Por su parte, FESCINEX (Coordinadora de Festivales de Cine de Extremadura) señala que, aunque la Junta de Extremadura cuenta con ayudas específicas, muchos festivales —mayoritariamente rurales— enfrentan dificultades para profesionalizarse y dependen del voluntariado. En las Illes Balears Film Festivals (Coordinadora de Festivals i Mostres de Cinema de les Illes Balears), la falta de armonización y los retrasos en las resoluciones están provocando la desaparición de certámenes.
La situación es especialmente desigual en territorios agrupados en La Mesta (Canarias, Castilla-La Mancha, Castilla y León, Comunidad Valenciana, La Rioja y Navarra), donde se denuncia que en Andalucía no existe una línea propia de ayudas para festivales, a diferencia de Navarra, que sí cuenta con programas específicos como Generazinema. En la capital, MATRIZ (Red de Festivales de Cine de Madrid) advierte de un vacío estructural tras la eliminación de ayudas a asociaciones culturales (ESAL), lo que pone en riesgo la sostenibilidad del sector.
En Galicia, Proxecta (Coordinadora Galega de Festivais de Cinema) denuncia que los festivales reciben solo el 3% de las ayudas al audiovisual gallego, además de la falta de transparencia en convenios nominativos y la amenaza de desaparición de apoyos a laboratorios y residencias, lo que incrementa la fragilidad del ecosistema.
Más allá del ámbito cultural, Federación Pantalla recuerda que los festivales generan riqueza económica, fomentan el turismo cultural y crean oportunidades para profesionales del sector audiovisual. Además, abogan por una armonización con modelos europeos que favorezca colaboraciones transfronterizas y refuerce la proyección internacional.

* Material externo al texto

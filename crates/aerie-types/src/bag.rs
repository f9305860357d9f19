//! # Bag - Typed Heterogeneous Container
//!
//! The per-event store passed from module to module. Each entry is an owned,
//! reference-counted object plus the type tag it was stored with.
//!
//! ## Retrieval Styles
//!
//! - [`Bag::get`] is fail-fast: it returns `Err` when the key is missing or the
//!   stored type is not viewable as `T`.
//! - [`Bag::get_shared`] looks before it leaps: it returns `None` instead.
//!
//! ## Capability Views
//!
//! Rust has no implicit upcast from a concrete `Arc<T>` to `Arc<dyn Trait>` in
//! generic code, so an entry can carry extra views registered at insertion
//! time with an explicit upcast closure:
//!
//! ```rust,ignore
//! bag.put_with_view("energy", Arc::new(LikelihoodEnergy::new(..)), |e| e as Arc<dyn EnergyEstimate>)?;
//!
//! let concrete = bag.get::<LikelihoodEnergy>("energy")?;
//! let generic = bag.get::<dyn EnergyEstimate>("energy")?;
//! ```
//!
//! Objects are stored behind `Arc`, so a module holding a handle from
//! [`Bag::get_shared`] keeps the object alive after the bag drops its own
//! reference through [`Bag::delete`] or [`Bag::clear`].

use std::any::{type_name, Any, TypeId};
use std::collections::HashMap;
use std::fmt;
use std::sync::Arc;

use tracing::{trace, warn};

use crate::errors::BagError;

type View = Box<dyn Any + Send + Sync>;

/// What happens when [`Bag::put`] hits a key that is already taken.
#[derive(Debug, Clone, Copy, PartialEq, Eq, Default)]
pub enum OverwritePolicy {
    /// Fail with [`BagError::DuplicateKey`].
    #[default]
    Reject,
    /// Drop the old entry (logged at warn level) and store the new one.
    Replace,
}

struct Entry {
    type_name: &'static str,
    sequence: u64,
    views: HashMap<TypeId, View>,
}

impl Entry {
    fn view<T: ?Sized + 'static>(&self) -> Option<&Arc<T>> {
        self.views
            .get(&TypeId::of::<T>())
            .and_then(|view| view.downcast_ref::<Arc<T>>())
    }
}

/// Name-keyed store of arbitrary shared objects with runtime type checking.
#[derive(Default)]
pub struct Bag {
    entries: HashMap<String, Entry>,
    next_sequence: u64,
    policy: OverwritePolicy,
}

impl Bag {
    /// Create an empty bag that rejects duplicate keys.
    pub fn new() -> Self {
        Self::default()
    }

    /// Create an empty bag with an explicit overwrite policy.
    pub fn with_policy(policy: OverwritePolicy) -> Self {
        Self {
            policy,
            ..Self::default()
        }
    }

    /// The overwrite policy this bag was created with.
    pub fn policy(&self) -> OverwritePolicy {
        self.policy
    }

    /// Store `value` under `key`.
    pub fn put<T: Send + Sync + 'static>(
        &mut self,
        key: impl Into<String>,
        value: T,
    ) -> Result<(), BagError> {
        self.put_shared(key, Arc::new(value))
    }

    /// Store an already shared object under `key`.
    pub fn put_shared<T: Send + Sync + 'static>(
        &mut self,
        key: impl Into<String>,
        value: Arc<T>,
    ) -> Result<(), BagError> {
        let mut views: HashMap<TypeId, View> = HashMap::new();
        views.insert(TypeId::of::<T>(), Box::new(value));
        self.insert_entry(key.into(), type_name::<T>(), views)
    }

    /// Store `value` under `key`, also retrievable as `U` through `upcast`.
    pub fn put_with_view<T, U, F>(
        &mut self,
        key: impl Into<String>,
        value: Arc<T>,
        upcast: F,
    ) -> Result<(), BagError>
    where
        T: Send + Sync + 'static,
        U: ?Sized + Send + Sync + 'static,
        F: FnOnce(Arc<T>) -> Arc<U>,
    {
        let mut views: HashMap<TypeId, View> = HashMap::new();
        views.insert(TypeId::of::<U>(), Box::new(upcast(Arc::clone(&value))));
        views.insert(TypeId::of::<T>(), Box::new(value));
        self.insert_entry(key.into(), type_name::<T>(), views)
    }

    /// Register one more view on an existing entry stored as concrete `T`.
    pub fn add_view<T, U, F>(&mut self, key: &str, upcast: F) -> Result<(), BagError>
    where
        T: Send + Sync + 'static,
        U: ?Sized + Send + Sync + 'static,
        F: FnOnce(Arc<T>) -> Arc<U>,
    {
        let entry = self
            .entries
            .get_mut(key)
            .ok_or_else(|| BagError::KeyNotFound {
                key: key.to_string(),
                requested: short_type_name(type_name::<T>()),
            })?;
        let concrete = entry
            .view::<T>()
            .cloned()
            .ok_or_else(|| BagError::TypeMismatch {
                key: key.to_string(),
                stored: short_type_name(entry.type_name),
                requested: short_type_name(type_name::<T>()),
            })?;
        entry
            .views
            .insert(TypeId::of::<U>(), Box::new(upcast(concrete)));
        Ok(())
    }

    /// Borrow the object under `key` viewed as `T`.
    pub fn get<T: ?Sized + 'static>(&self, key: &str) -> Result<&T, BagError> {
        let entry = self.lookup::<T>(key)?;
        match entry.view::<T>() {
            Some(view) => Ok(view.as_ref()),
            None => Err(self.mismatch::<T>(key, entry)),
        }
    }

    /// Shared handle to the object under `key` viewed as `T`, failing loudly.
    pub fn try_get_shared<T: ?Sized + 'static>(&self, key: &str) -> Result<Arc<T>, BagError> {
        let entry = self.lookup::<T>(key)?;
        match entry.view::<T>() {
            Some(view) => Ok(Arc::clone(view)),
            None => Err(self.mismatch::<T>(key, entry)),
        }
    }

    /// Shared handle to the object under `key` viewed as `T`, or `None`.
    pub fn get_shared<T: ?Sized + 'static>(&self, key: &str) -> Option<Arc<T>> {
        self.entries
            .get(key)
            .and_then(|entry| entry.view::<T>())
            .map(Arc::clone)
    }

    /// True if anything is stored under `key`, regardless of type.
    pub fn has(&self, key: &str) -> bool {
        self.entries.contains_key(key)
    }

    /// True if the entry under `key` is viewable as `T`.
    pub fn has_type<T: ?Sized + 'static>(&self, key: &str) -> bool {
        self.entries
            .get(key)
            .is_some_and(|entry| entry.view::<T>().is_some())
    }

    /// Drop the bag's reference to `key`. Returns false if nothing was stored.
    pub fn delete(&mut self, key: &str) -> bool {
        let removed = self.entries.remove(key).is_some();
        if removed {
            trace!(key, "bag member deleted");
        }
        removed
    }

    /// Drop every entry.
    pub fn clear(&mut self) {
        self.entries.clear();
    }

    pub fn len(&self) -> usize {
        self.entries.len()
    }

    pub fn is_empty(&self) -> bool {
        self.entries.is_empty()
    }

    /// Keys in insertion order.
    pub fn keys(&self) -> Vec<&str> {
        self.ordered().into_iter().map(|(key, _)| key).collect()
    }

    /// Fully qualified type name of the entry under `key`.
    pub fn type_name_of(&self, key: &str) -> Option<&'static str> {
        self.entries.get(key).map(|entry| entry.type_name)
    }

    /// Move every entry of `other` into this bag under `<prefix><key>`.
    pub fn absorb(&mut self, other: Bag, prefix: &str) -> Result<(), BagError> {
        let mut incoming: Vec<(String, Entry)> = other.entries.into_iter().collect();
        incoming.sort_by_key(|(_, entry)| entry.sequence);
        for (key, entry) in incoming {
            self.insert_entry(format!("{prefix}{key}"), entry.type_name, entry.views)?;
        }
        Ok(())
    }

    /// Write the `"<key>" => <Type>` listing used for debugging.
    pub fn dump<W: fmt::Write>(&self, out: &mut W) -> fmt::Result {
        write!(out, "bag members:")?;
        for (key, entry) in self.ordered() {
            write!(out, "\n  \"{}\" => <{}>", key, short_type_name(entry.type_name))?;
        }
        Ok(())
    }

    fn insert_entry(
        &mut self,
        key: String,
        type_name: &'static str,
        views: HashMap<TypeId, View>,
    ) -> Result<(), BagError> {
        if let Some(existing) = self.entries.get(&key) {
            match self.policy {
                OverwritePolicy::Reject => {
                    return Err(BagError::DuplicateKey {
                        key,
                        attempted: short_type_name(type_name),
                    });
                }
                OverwritePolicy::Replace => {
                    warn!(
                        key = %key,
                        old = %short_type_name(existing.type_name),
                        new = %short_type_name(type_name),
                        "overwriting bag member"
                    );
                }
            }
        }

        let sequence = self.next_sequence;
        self.next_sequence += 1;
        self.entries.insert(
            key,
            Entry {
                type_name,
                sequence,
                views,
            },
        );
        Ok(())
    }

    fn lookup<T: ?Sized + 'static>(&self, key: &str) -> Result<&Entry, BagError> {
        self.entries.get(key).ok_or_else(|| BagError::KeyNotFound {
            key: key.to_string(),
            requested: short_type_name(type_name::<T>()),
        })
    }

    fn mismatch<T: ?Sized + 'static>(&self, key: &str, entry: &Entry) -> BagError {
        BagError::TypeMismatch {
            key: key.to_string(),
            stored: short_type_name(entry.type_name),
            requested: short_type_name(type_name::<T>()),
        }
    }

    fn ordered(&self) -> Vec<(&str, &Entry)> {
        let mut ordered: Vec<(&str, &Entry)> = self
            .entries
            .iter()
            .map(|(key, entry)| (key.as_str(), entry))
            .collect();
        ordered.sort_by_key(|(_, entry)| entry.sequence);
        ordered
    }
}

impl fmt::Display for Bag {
    fn fmt(&self, f: &mut fmt::Formatter<'_>) -> fmt::Result {
        self.dump(f)
    }
}

impl fmt::Debug for Bag {
    fn fmt(&self, f: &mut fmt::Formatter<'_>) -> fmt::Result {
        f.debug_map()
            .entries(
                self.ordered()
                    .into_iter()
                    .map(|(key, entry)| (key, short_type_name(entry.type_name))),
            )
            .finish()
    }
}

/// Strip module paths from a type name: `alloc::vec::Vec<my::Hit>` becomes `Vec<Hit>`.
pub fn short_type_name(full: &str) -> String {
    let mut out = String::with_capacity(full.len());
    let mut segment = String::new();

    let flush = |segment: &mut String, out: &mut String| {
        let last = segment.rsplit("::").next().unwrap_or_default();
        out.push_str(last);
        segment.clear();
    };

    for c in full.chars() {
        if c.is_alphanumeric() || c == '_' || c == ':' {
            segment.push(c);
        } else {
            flush(&mut segment, &mut out);
            out.push(c);
        }
    }
    flush(&mut segment, &mut out);
    out
}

En palabras de Cristina Gómez, presidenta de Federación Pantalla, “no podemos permitir que el código postal de un festival determine su supervivencia”. Gómez advierte del riesgo de que, sin una financiación adecuada, coordinada y con criterios unificados, se esté “apagando la voz cultural de los territorios” y perdiendo oportunidades laborales y de desarrollo para el conjunto del sector audiovisual.